This vignette shows a case study of New York influenza data, using phylodyn. We start by loading the phylodyn package.
library(phylodyn)In preparation, we aligned the sequences using the software MUSCLE, and inferred a maximum clade credibility genealogy using the software BEAST1. We packaged this genealogy in a phylo object NY_flu, and we load it now.
data(NY_flu)We use BNPR and BNPR_PS to calculate approximate marginals (without and with a sampling model).
NY_cond = BNPR(data = NY_flu, lengthout = 100)
NY_pref = BNPR_PS(data = NY_flu, lengthout = 100)We plot the results (we use a scaling factor because we stored the object with units of weeks, and we standardize on units of years).
axlabs = list(x = seq(0, 12*52, by=52) + 10, labs = seq(2005, 1993, by=-1))
par(mfrow=c(1,3), cex=0.9, cex.lab=1.5, cex.main=1.7, oma=c(2.5, 2, 0, 0)+0.1,
    mar=c(2,1.5,2,1), mgp = c(2.5,1,0), xpd=NA,
    fig=c(0, 0.32, 0, 1))
plot_BNPR(NY_cond, main="BNPR", ylim = c(10, 500)/52, yscale = 1/52,
          col = rgb(0.829, 0.680, 0.306), axlabs = axlabs, heatmap_labels_side = "left")

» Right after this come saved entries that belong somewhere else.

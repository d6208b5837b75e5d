//! Edge case tests for chatstat
//!
//! These tests cover boundary conditions of the line parser, the timestamp
//! resolver and the aggregator that regular unit tests don't reach.

use chatstat::Message;
use chatstat::config::{HeaderPattern, TranscriptConfig};
use chatstat::core::filter::{FilterConfig, apply_filters};
use chatstat::core::stats::{aggregate, top_days};
use chatstat::error::DateTimeParseError;
use chatstat::parser::{TranscriptParser, parse_transcript};
use chatstat::parsing::{is_header_line, resolve_datetime};
use chrono::{Datelike, Timelike};

// =========================================================================
// Unicode and special character tests
// =========================================================================

#[test]
fn test_unicode_senders_and_bodies() {
    let text = "\
01/01/23, 09:00 - Иван: Привет мир!
01/01/23, 09:01 - 田中太郎: こんにちは世界！
01/01/23, 09:02 - محمد: مرحبا بالعالم
01/01/23, 09:03 - User 🎉: Hello 👋 World 🌍";
    let messages = parse_transcript(text);

    assert_eq!(messages.len(), 4);
    assert_eq!(messages[1].sender, "田中太郎");
    assert_eq!(messages[2].body, "مرحبا بالعالم");
    assert_eq!(messages[3].sender, "User 🎉");
}

#[test]
fn test_letters_count_scalar_values() {
    let msg = Message::new("01/01/23, 09:00", "A", "héllo 🌍");
    // 5 letters + 1 emoji, the space is not counted
    assert_eq!(msg.letter_count(), 6);
    assert_eq!(msg.word_count(), 2);

    let combining = Message::new("01/01/23, 09:00", "A", "e\u{0301}");
    assert_eq!(combining.letter_count(), 2);
}

#[test]
fn test_narrow_no_break_space_before_meridiem() {
    let at = resolve_datetime("01/01/23, 2:05\u{202F}PM").unwrap();
    assert_eq!(at.hour(), 14);
}

#[test]
fn test_colon_in_body() {
    let messages = parse_transcript("01/01/23, 09:00 - Alice: ratio is 3:1: nice");
    assert_eq!(messages[0].sender, "Alice");
    assert_eq!(messages[0].body, "ratio is 3:1: nice");
}

#[test]
fn test_bare_colon_gives_empty_body() {
    let messages = parse_transcript("01/01/23, 09:00 - Alice:");
    assert_eq!(messages[0].sender, "Alice");
    assert_eq!(messages[0].body, "");
    assert_eq!(messages[0].word_count(), 0);
}

#[test]
fn test_dash_in_sender_name() {
    // The first dash is the separator, later ones belong to the name.
    let messages = parse_transcript("01/01/23, 09:00 - Jean-Luc: Engage");
    assert_eq!(messages[0].sender, "Jean-Luc");
}

// =========================================================================
// Line classification
// =========================================================================

#[test]
fn test_header_patterns_disagree_on_four_digit_years() {
    let line = "01/01/2023, 09:00 - Alice: Hi";
    assert!(is_header_line(line));
    assert!(HeaderPattern::Flexible.matches(line));
    assert!(!HeaderPattern::Legacy.matches(line));
}

#[test]
fn test_legacy_folds_four_digit_lines() {
    let text = "01/01/23, 09:00 - Alice: Hi\n01/01/2023, 09:01 - Bob: Hey";
    let parser =
        TranscriptParser::with_config(TranscriptConfig::new().with_header_pattern(HeaderPattern::Legacy));
    let outcome = parser.parse_str(text);

    assert_eq!(outcome.messages.len(), 1);
    assert_eq!(outcome.continuation_lines, 1);
    assert!(outcome.messages[0].body.ends_with("Bob: Hey"));
}

#[test]
fn test_garbage_before_first_message() {
    let outcome = TranscriptParser::new().parse_str("just some text\n01/01/23, 09:00 - Alice: Hi");
    assert_eq!(outcome.messages.len(), 1);
    assert_eq!(outcome.skipped_lines, 1);
}

#[test]
fn test_dropped_header_does_not_end_message() {
    let text = "\
01/01/23, 09:00 - Alice: Hi
01/01/23, 09:01 - Bob left
still Alice";
    let outcome = TranscriptParser::new().parse_str(text);

    assert_eq!(outcome.messages.len(), 1);
    assert_eq!(outcome.skipped_lines, 1);
    assert_eq!(outcome.messages[0].body, "Histill Alice");
}

#[test]
fn test_media_flag_not_set_by_continuation() {
    let messages = parse_transcript("01/01/23, 09:00 - Alice: look\n<Media omitted>");
    assert!(!messages[0].is_media);
}

#[test]
fn test_very_long_line() {
    let body = "word ".repeat(10_000);
    let messages = parse_transcript(&format!("01/01/23, 09:00 - Alice: {body}"));
    assert_eq!(messages[0].word_count(), 10_000);
}

#[test]
fn test_multibyte_near_slicing_points() {
    // Neither line may panic, whatever sits around the dash.
    let _ = parse_transcript("日-本: x");
    let _ = parse_transcript("日本語");
    let _ = parse_transcript("-");
    let _ = parse_transcript("é");
}

// =========================================================================
// Timestamp boundaries
// =========================================================================

#[test]
fn test_year_pivot() {
    assert_eq!(resolve_datetime("01/01/69, 00:00").unwrap().year(), 2069);
    assert_eq!(resolve_datetime("01/01/70, 00:00").unwrap().year(), 1970);
    assert_eq!(resolve_datetime("01/01/1999, 00:00").unwrap().year(), 1999);
}

#[test]
fn test_midnight_and_noon() {
    assert_eq!(resolve_datetime("01/01/23, 12:00 AM").unwrap().hour(), 0);
    assert_eq!(resolve_datetime("01/01/23, 12:00 PM").unwrap().hour(), 12);
    assert_eq!(resolve_datetime("01/01/23, 11:59 PM").unwrap().hour(), 23);
}

#[test]
fn test_leap_day() {
    assert!(resolve_datetime("29/02/24, 10:00").is_ok());
    assert!(matches!(
        resolve_datetime("29/02/23, 10:00"),
        Err(DateTimeParseError::OutOfRange(_))
    ));
}

#[test]
fn test_out_of_range_never_rolls_over() {
    for text in [
        "32/01/23, 10:00",
        "01/13/23, 10:00",
        "01/01/23, 24:00",
        "01/01/23, 10:60",
    ] {
        assert!(
            matches!(resolve_datetime(text), Err(DateTimeParseError::OutOfRange(_))),
            "{text}"
        );
    }
}

#[test]
fn test_malformed_timestamps() {
    assert!(matches!(
        resolve_datetime("01/01/23 10:00"),
        Err(DateTimeParseError::MissingSeparator(_))
    ));
    assert!(matches!(
        resolve_datetime("01-01-23, 10:00"),
        Err(DateTimeParseError::InvalidDate(_))
    ));
    assert!(matches!(
        resolve_datetime("01/01/23, ten"),
        Err(DateTimeParseError::InvalidTime(_))
    ));
}

// =========================================================================
// Aggregation boundaries
// =========================================================================

#[test]
fn test_hour_buckets_boundaries() {
    let messages = parse_transcript("01/01/23, 00:00 - A: x\n01/01/23, 23:59 - A: y");
    let stats = aggregate(&messages);
    assert_eq!(stats.messages_per_hour[0], 1);
    assert_eq!(stats.messages_per_hour[23], 1);
}

#[test]
fn test_month_order_is_chronological() {
    let messages = vec![
        Message::new("01/03/23, 10:00", "A", "x"),
        Message::new("01/01/23, 10:00", "A", "x"),
        Message::new("01/12/22, 10:00", "A", "x"),
    ];
    let stats = aggregate(&messages);
    let keys: Vec<&str> = stats.messages_per_month.iter().map(|p| p.key.as_str()).collect();
    assert_eq!(keys, ["2022-12", "2023-01", "2023-03"]);
}

#[test]
fn test_only_unresolvable_messages() {
    let messages = vec![
        Message::new("garbage", "A", "hello world"),
        Message::new("more garbage", "B", "x"),
    ];
    let stats = aggregate(&messages);

    assert_eq!(stats.total_messages, 2);
    assert_eq!(stats.total_words, 3);
    assert_eq!(stats.unparseable_datetimes, 2);
    assert!(stats.from.is_none());
    assert!(stats.messages_per_month.is_empty());
    assert!(stats.top_days.is_empty());
    assert!(top_days(&messages, 5).is_empty());
}

#[test]
fn test_blank_body_average() {
    let stats = aggregate(&[Message::new("01/01/23, 10:00", "A", "   ")]);
    let user = stats.user("A").unwrap();
    assert_eq!(user.letters, 0);
    assert_eq!(user.avg_letters_per_message, 0.0);
}

#[test]
fn test_date_filter_on_four_digit_years() {
    let messages = vec![
        Message::new("31/12/2023, 23:59", "A", "old"),
        Message::new("01/01/2024, 00:00", "A", "new"),
    ];
    let config = FilterConfig::new().with_date_from("2024-01-01").unwrap();
    let kept = apply_filters(messages, &config);
    assert_eq!(kept.len(), 1);
    assert_eq!(kept[0].body, "new");
}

par(fig=c(0.32, 0.64, 0, 1), new=TRUE)
plot_BNPR(NY_pref, main="BNPR-PS", ylim = c(10, 500)/52, yscale = 1/52, ylab = "",
          col = rgb(0.330, 0.484, 0.828), axlabs = axlabs, heatmap_labels = FALSE)
par(mar=c(2,3.5,2,1), fig=c(0.64, 1.0, 0, 1), new=TRUE)
plot_mrw(list(NY_cond, NY_pref), axlabs = axlabs, ylab = "Mean Relative Width",
         cols = c(rgb(0.829, 0.680, 0.306), rgb(0.330, 0.484, 0.828)),
         legends = c("BNPR", "BNPR-PS"), legend_place = "topright", legend_cex = 0.8)R. C. Edgar. MUSCLE: Multiple sequence alignment with high accuracy and high through- put. Nucleic Acids Research, 32:1792–1797, 2004.
A. J. Drummond, M. A. Suchard, D. Xie, and A. Rambaut. Bayesian phylogenetics with BEAUti and the BEAST 1.7. Molecular Biology and Evolution, 29:1969–1973, 2012.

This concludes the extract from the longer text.